What you will do:
Every line in the records below between the one holding "chrono::Local::now()" and the one holding "session.play_count += 1;", inclusive, is to be set down exactly; all other lines are to be left out.

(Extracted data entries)
####################

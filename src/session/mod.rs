//! Session persistence.
//!
//! A session is an ordered list of remote locators plus a resume offset.
//! Each session lives in its own `<session_id>.json` file inside the
//! sessions directory. Files written by older versions are accepted:
//! renamed keys have aliases and missing fields get defaults.
//!
//! The resume decision itself lives in [`chooser`], away from the store.

pub mod chooser;

pub use chooser::{
    AlwaysNew, ResumeLatest, SessionChoice, SessionChooser, SessionPlan, plan_session,
};

use parking_lot::Mutex;
use serde::{Deserialize, Serialize};
use sha2::{Digest, Sha256};
use std::path::{Path, PathBuf};

use crate::model::unix_now;

/// Format version written into new session files.
pub const SESSION_VERSION: &str = "4.2";

/// Average item length used for remaining-time estimates.
pub const AVG_ITEM_MINUTES: f64 = 3.5;

/// Locators sampled for the session id hash.
const ID_SAMPLE: usize = 10;

fn default_version() -> String {
    SESSION_VERSION.to_string()
}

/// One persisted listening run.
#[derive(Debug, Clone, PartialEq, Serialize, Deserialize)]
pub struct Session {
    pub session_id: String,
    pub name: String,
    /// Unix seconds
    pub created: f64,
    /// Unix seconds
    pub last_accessed: f64,
    #[serde(alias = "index")]
    pub current_index: usize,
    #[serde(default)]
    pub total_songs: usize,
    #[serde(alias = "videos")]
    pub locators: Vec<String>,
    #[serde(default, alias = "current_url")]
    pub current_locator: Option<String>,
    #[serde(default)]
    pub play_count: u64,
    #[serde(default = "default_version")]
    pub version: String,
}

impl Session {
    /// Fill in fields older formats left out.
    fn normalize(mut self) -> Self {
        if self.total_songs == 0 {
            self.total_songs = self.locators.len();
        }
        self
    }

    pub fn age_hours(&self) -> f64 {
        (unix_now() - self.created) / 3600.0
    }

    pub fn last_used_hours(&self) -> f64 {
        (unix_now() - self.last_accessed) / 3600.0
    }

    pub fn progress_percent(&self) -> f64 {
        if self.total_songs == 0 {
            return 0.0;
        }
        self.current_index as f64 / self.total_songs as f64 * 100.0
    }

    pub fn estimated_remaining_hours(&self, avg_item_minutes: f64) -> f64 {
        let remaining = self.total_songs.saturating_sub(self.current_index);
        remaining as f64 * avg_item_minutes / 60.0
    }

    /// Locators from the resume offset onwards.
    pub fn remaining_locators(&self) -> &[String] {
        let start = self.current_index.min(self.locators.len());
        &self.locators[start..]
    }

    /// One-line description for listings and logs.
    pub fn summary(&self) -> String {
        let used = self.last_used_hours();
        let used = if used < 24.0 {
            format!("{:.1}h ago", used)
        } else {
            format!("{:.1}d ago", used / 24.0)
        };
        format!(
            "{} [{}] {:.1}% ({}/{}) | last used {} | ~{:.1}h remaining",
            self.name,
            self.session_id,
            self.progress_percent(),
            self.current_index,
            self.total_songs,
            used,
            self.estimated_remaining_hours(AVG_ITEM_MINUTES)
        )
    }
}

/// Session persistence errors
#[derive(Debug, thiserror::Error)]
pub enum SessionError {
    #[error("Failed to create sessions directory {0}: {1}")]
    CreateDir(PathBuf, std::io::Error),

    #[error("Failed to serialize session: {0}")]
    Serialize(#[from] serde_json::Error),

    #[error("Failed to write session file {0}: {1}")]
    Write(PathBuf, std::io::Error),

    #[error("Failed to delete session file {0}: {1}")]
    Delete(PathBuf, std::io::Error),

    #[error("Session not found: {0}")]
    NotFound(String),

    #[error("Invalid session id: {0:?}")]
    InvalidId(String),
}

/// Content-derived id: hash of the first locators plus the current second.
fn generate_session_id(locators: &[String]) -> String {
    let mut hasher = Sha256::new();
    for locator in locators.iter().take(ID_SAMPLE) {
        hasher.update(locator.as_bytes());
    }
    hasher.update(format!("_{}", unix_now() as i64).as_bytes());
    hasher
        .finalize()
        .iter()
        .take(6)
        .map(|b| format!("{:02x}", b))
        .collect()
}

/// Directory of session files plus the session currently being played.
#[derive(Debug)]
pub struct SessionStore {
    dir: PathBuf,
    /// Also serializes writes of the active session
    active: Mutex<Option<Session>>,
}

impl SessionStore {
    /// Open the store, creating the directory if needed.
    pub fn open(dir: impl Into<PathBuf>) -> Result<Self, SessionError> {
        let dir = dir.into();
        std::fs::create_dir_all(&dir).map_err(|e| SessionError::CreateDir(dir.clone(), e))?;
        Ok(Self {
            dir,
            active: Mutex::new(None),
        })
    }

    pub fn dir(&self) -> &Path {
        &self.dir
    }

    /// Ids name a file inside the store directory, so only ASCII
    /// alphanumerics, `-` and `_` are accepted.
    fn file_path(&self, session_id: &str) -> Result<PathBuf, SessionError> {
        let valid = !session_id.is_empty()
            && session_id
                .chars()
                .all(|c| c.is_ascii_alphanumeric() || c == '-' || c == '_');
        if !valid {
            return Err(SessionError::InvalidId(session_id.to_string()));
        }
        Ok(self.dir.join(format!("{}.json", session_id)))
    }

    /// Write via a temp file so a crash never leaves a half-written session.
    fn save(&self, session: &Session) -> Result<(), SessionError> {
        let contents = serde_json::to_string_pretty(session)?;
        let path = self.file_path(&session.session_id)?;
        let temp_path = path.with_extension("json.tmp");
        std::fs::write(&temp_path, contents)
            .map_err(|e| SessionError::Write(temp_path.clone(), e))?;
        std::fs::rename(&temp_path, &path).map_err(|e| SessionError::Write(path, e))?;
        Ok(())
    }

    fn read(path: &Path) -> Option<Session> {
        let contents = match std::fs::read_to_string(path) {
            Ok(c) => c,
            Err(e) => {
                tracing::warn!(target: "session", "Failed to read session file {:?}: {}", path, e);
                return None;
            }
        };
        match serde_json::from_str::<Session>(&contents) {
            Ok(session) => Some(session.normalize()),
            Err(e) => {
                tracing::warn!(target: "session", "Corrupted session file {:?}: {}", path, e);
                None
            }
        }
    }

    /// All readable sessions, most recently used first.
    pub fn list_sessions(&self) -> Vec<Session> {
        let entries = match std::fs::read_dir(&self.dir) {
            Ok(entries) => entries,
            Err(e) => {
                tracing::warn!(target: "session", "Failed to list sessions in {:?}: {}", self.dir, e);
                return Vec::new();
            }
        };

        let mut sessions: Vec<Session> = entries
            .filter_map(|e| e.ok())
            .map(|e| e.path())
            .filter(|p| p.extension().and_then(|e| e.to_str()) == Some("json"))
            .filter_map(|p| Self::read(&p))
            .collect();

        sessions.sort_by(|a, b| b.last_accessed.total_cmp(&a.last_accessed));
        sessions
    }

    /// Create and persist a new session, making it the active one.
    ///
    /// A failed write is logged; the session is still active in memory.
    pub fn create_session(&self, locators: Vec<String>, name: Option<String>) -> Session {
        let now = unix_now();
        let name = name.unwrap_or_else(|| {
            chrono::Local::now()
                .format("Session_%m%d_%H%M")
                .to_string()
        });
        let session = Session {
            session_id: generate_session_id(&locators),
            name,
            created: now,
            last_accessed: now,
            current_index: 0,
            total_songs: locators.len(),
            locators,
            current_locator: None,
            play_count: 0,
            version: default_version(),
        };

        let mut active = self.active.lock();
        if let Err(e) = self.save(&session) {
            tracing::warn!(target: "session", "Failed to save new session: {}", e);
        }
        tracing::info!(target: "session", id = %session.session_id, total = session.total_songs, "Created session {}", session.name);
        *active = Some(session.clone());
        session
    }

    /// Load a session by id, refresh its last-access time and make it active.
    ///
    /// Returns `None` if the file is missing or unreadable.
    pub fn load_session(&self, session_id: &str) -> Option<Session> {
        let path = match self.file_path(session_id) {
            Ok(path) => path,
            Err(e) => {
                tracing::warn!(target: "session", "{}", e);
                return None;
            }
        };
        if !path.exists() {
            return None;
        }
        let mut session = Self::read(&path)?;
        session.last_accessed = unix_now();

        let mut active = self.active.lock();
        if let Err(e) = self.save(&session) {
            tracing::warn!(target: "session", "Failed to persist loaded session: {}", e);
        }
        *active = Some(session.clone());
        Some(session)
    }

    /// Record the resume offset of the active session and persist it.
    ///
    /// Does nothing when no session is active.
    pub fn update_progress(
        &self,
        index: usize,
        current_locator: Option<&str>,
    ) -> Result<(), SessionError> {
        let mut active = self.active.lock();
        let Some(session) = active.as_mut() else {
            return Ok(());
        };

        session.current_index = index;
        session.last_accessed = unix_now();
        session.play_count += 1;
        if let Some(locator) = current_locator {
            session.current_locator = Some(locator.to_string());
        }
        self.save(session)
    }

    /// Delete sessions unused for `max_age_days`, always keeping the
    /// `keep_recent` most recently used ones. Returns the number removed.
    pub fn cleanup(&self, max_age_days: u32, keep_recent: usize) -> usize {
        let cutoff = unix_now() - f64::from(max_age_days) * 24.0 * 3600.0;
        let mut removed = 0;

        for session in self.list_sessions().into_iter().skip(keep_recent) {
            if session.last_accessed >= cutoff {
                continue;
            }
            match self.delete_session(&session.session_id) {
                Ok(()) => removed += 1,
                Err(e) => tracing::warn!(target: "session", "{}", e),
            }
        }

        if removed > 0 {
            tracing::info!(target: "session", removed, "Cleaned up old sessions");
        }
        removed
    }

    pub fn delete_session(&self, session_id: &str) -> Result<(), SessionError> {
        let path = self.file_path(session_id)?;
        if !path.exists() {
            return Err(SessionError::NotFound(session_id.to_string()));
        }
        std::fs::remove_file(&path).map_err(|e| SessionError::Delete(path, e))?;

        let mut active = self.active.lock();
        if active.as_ref().is_some_and(|s| s.session_id == session_id) {
            *active = None;
        }
        Ok(())
    }

    /// Snapshot of the active session.
    pub fn active(&self) -> Option<Session> {
        self.active.lock().clone()
    }
}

####################

Answer box:
            chrono::Local::now()
                .format("Session_%m%d_%H%M")
                .to_string()
        });
        let session = Session {
            session_id: generate_session_id(&locators),
            name,
            created: now,
            last_accessed: now,
            current_index: 0,
            total_songs: locators.len(),
            locators,
            current_locator: None,
            play_count: 0,
            version: default_version(),
        };

        let mut active = self.active.lock();
        if let Err(e) = self.save(&session) {
            tracing::warn!(target: "session", "Failed to save new session: {}", e);
        }
        tracing::info!(target: "session", id = %session.session_id, total = session.total_songs, "Created session {}", session.name);
        *active = Some(session.clone());
        session
    }

    /// Load a session by id, refresh its last-access time and make it active.
    ///
    /// Returns `None` if the file is missing or unreadable.
    pub fn load_session(&self, session_id: &str) -> Option<Session> {
        let path = match self.file_path(session_id) {
            Ok(path) => path,
            Err(e) => {
                tracing::warn!(target: "session", "{}", e);
                return None;
            }
        };
        if !path.exists() {
            return None;
        }
        let mut session = Self::read(&path)?;
        session.last_accessed = unix_now();

        let mut active = self.active.lock();
        if let Err(e) = self.save(&session) {
            tracing::warn!(target: "session", "Failed to persist loaded session: {}", e);
        }
        *active = Some(session.clone());
        Some(session)
    }

    /// Record the resume offset of the active session and persist it.
    ///
    /// Does nothing when no session is active.
    pub fn update_progress(
        &self,
        index: usize,
        current_locator: Option<&str>,
    ) -> Result<(), SessionError> {
        let mut active = self.active.lock();
        let Some(session) = active.as_mut() else {
            return Ok(());
        };

        session.current_index = index;
        session.last_accessed = unix_now();
        session.play_count += 1;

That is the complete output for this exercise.